Hashing algorithms • Remainder method: divide key by a number and let the remainder as the physical address of the record. • Midsquare method: the key is multipled by itself and the middle few digits of the square are used as the index. • Folding method: breaks up a key into several segments that are added or exclusive ORed together to form a hash value.
Remainder hashing algorithm example Suppose supplier number values are S100, S200, S300, S400, S500, and each stored supplier record requires an entire page to itself. By using hash function division/remainder. The page numbers for the five suppliers are then 9, 5, 1, 10, 6 and the divider is 13. For example, reminder of 100/13 is 9. 0 1 2 3 4 5 S200 S300 6 7 8 9 10 11 S500 S100 S400 12
Folding method hash algorithm example Suppose that the internal bit string representation of a key is 010111001010110 and that 5 bits are allowed in the index. The three bit strings 01011, 10010 and 10110 are exclusive ORed to produce, i.e., 0 ORed 0 = 0 1 ORed 0 = 1 0 ORed 1 = 1 1 ORed 1 = 0 01111, which is 15 as a binary integer.
MidSquare hashing algorithm example This method treats the key as a single large number, square the number, and extract whatever number of digits is needed from the middle of the result. Suppose you want to generate addresses between 0 and 99. If the key is the number 453, its square is 205,209. Extracting the middle two digits yields a number between 0 and 99, in this case 52.
Inverted list file Logical record order can be maintained using inverted list which is a table that cross references record addresses with some field value. The benefit of inverted file is to implement secondary index, that is, an alternative index besides prime index.
Multi-list file There is one entry in the secondary key’s index for each value that the secondary key presently has in the data file. The entry in the multi-list index for a key value has just one pointer to the first data record with that key value. The data records contains a pointer to the next data record with that key value, and so forth. There is a linked list of data records for each value of the secondary key. Multi-list chains are bi-directional, and occasionally are circular to improve update performance of a database. The benefit of multi-list file is to implement duplicate secondary indexes.
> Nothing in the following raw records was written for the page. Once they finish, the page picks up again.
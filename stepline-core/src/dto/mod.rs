//! Data Transfer Objects for the external collaborators
//!
//! This module contains the request and response shapes exchanged with the
//! content store (storage folders) and the compute provider (sessions).
//! Domain code works with the unwrapped types; the envelope types mirror the
//! provider's JSON exactly.

pub mod component;
pub mod folder;
pub mod session;
//! Service Module
//!
//! Pipeline management on top of the store: creating pipelines and editing
//! their components, code and definition.

pub mod pipeline;

pub use pipeline::{PipelineService, PipelineSummary};
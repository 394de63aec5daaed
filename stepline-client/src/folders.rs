//! Storage folder endpoints

use async_trait::async_trait;
use stepline_core::dto::folder::{CreateFolder, FolderInfo, MakeDirectory};
use tracing::debug;

use crate::error::Result;
use crate::{ContentStore, ManagerClient};

impl ManagerClient {
    fn file_url(&self, container: &str) -> String {
        format!("{}/folders/{}/file", self.base_url, container)
    }
}

#[async_trait]
impl ContentStore for ManagerClient {
    async fn list(&self) -> Result<Vec<FolderInfo>> {
        let url = format!("{}/folders", self.base_url);
        let response = self.client.get(&url).send().await?;

        self.handle_response(response, "folders").await
    }

    async fn create(&self, container: &str, host: &str) -> Result<()> {
        let url = format!("{}/folders", self.base_url);
        let response = self
            .client
            .post(&url)
            .json(&CreateFolder {
                name: container.to_string(),
                host: host.to_string(),
            })
            .send()
            .await?;

        self.handle_empty_response(response, container).await
    }

    async fn mkdir(&self, container: &str, path: &str) -> Result<()> {
        let url = format!("{}/folders/{}/mkdir", self.base_url, container);
        let response = self
            .client
            .post(&url)
            .json(&MakeDirectory {
                path: path.to_string(),
                parents: true,
            })
            .send()
            .await?;

        self.handle_empty_response(response, container).await
    }

    async fn upload(&self, container: &str, path: &str, bytes: Vec<u8>) -> Result<()> {
        debug!("Uploading {} bytes to {}/{}", bytes.len(), container, path);

        let response = self
            .client
            .put(self.file_url(container))
            .query(&[("path", path)])
            .body(bytes)
            .send()
            .await?;

        self.handle_empty_response(response, &format!("{}/{}", container, path))
            .await
    }

    async fn download(&self, container: &str, path: &str) -> Result<Vec<u8>> {
        let response = self
            .client
            .get(self.file_url(container))
            .query(&[("path", path)])
            .send()
            .await?;

        self.handle_bytes_response(response, &format!("{}/{}", container, path))
            .await
    }
}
Lecture Summary Four kinds of file structures have been introduced to design physical database in order to implement logical database schema. Firstly, B+ tree is good for both performance with indexing and space utilization with balanced blocks. Secondly, hashing is good for fast response in searching key value. Thirdly, inverted file is good for secondary indexing. Fourthly, multi-linked lists is good for duplicate secondary indexing.
Review question How to compare the efficiency of physical database storage by use of B+-tree file, hashing file, inverted list file and multi-list file?
Tutorial Question What is a B+-tree and what are its components. Given number of search-key values that fit in one index node is 2 and in one leaf node is 3. Construct a B+-tree for the following set of key values (2, 3, 5, 7, 11, 17, 19, 23, 29, 31). Show how to use this B-tree to find record with search-key value 11. Show B-tree after inserting search-value 9 and after deleting search value 17.
Reading Assignment Chapter 14 Indexing Structures for Files of “Fundamentals of Database Systems:, 5th edition, by Elmasri and Navathe, Pearson International Edition, 2007, pp.500-531.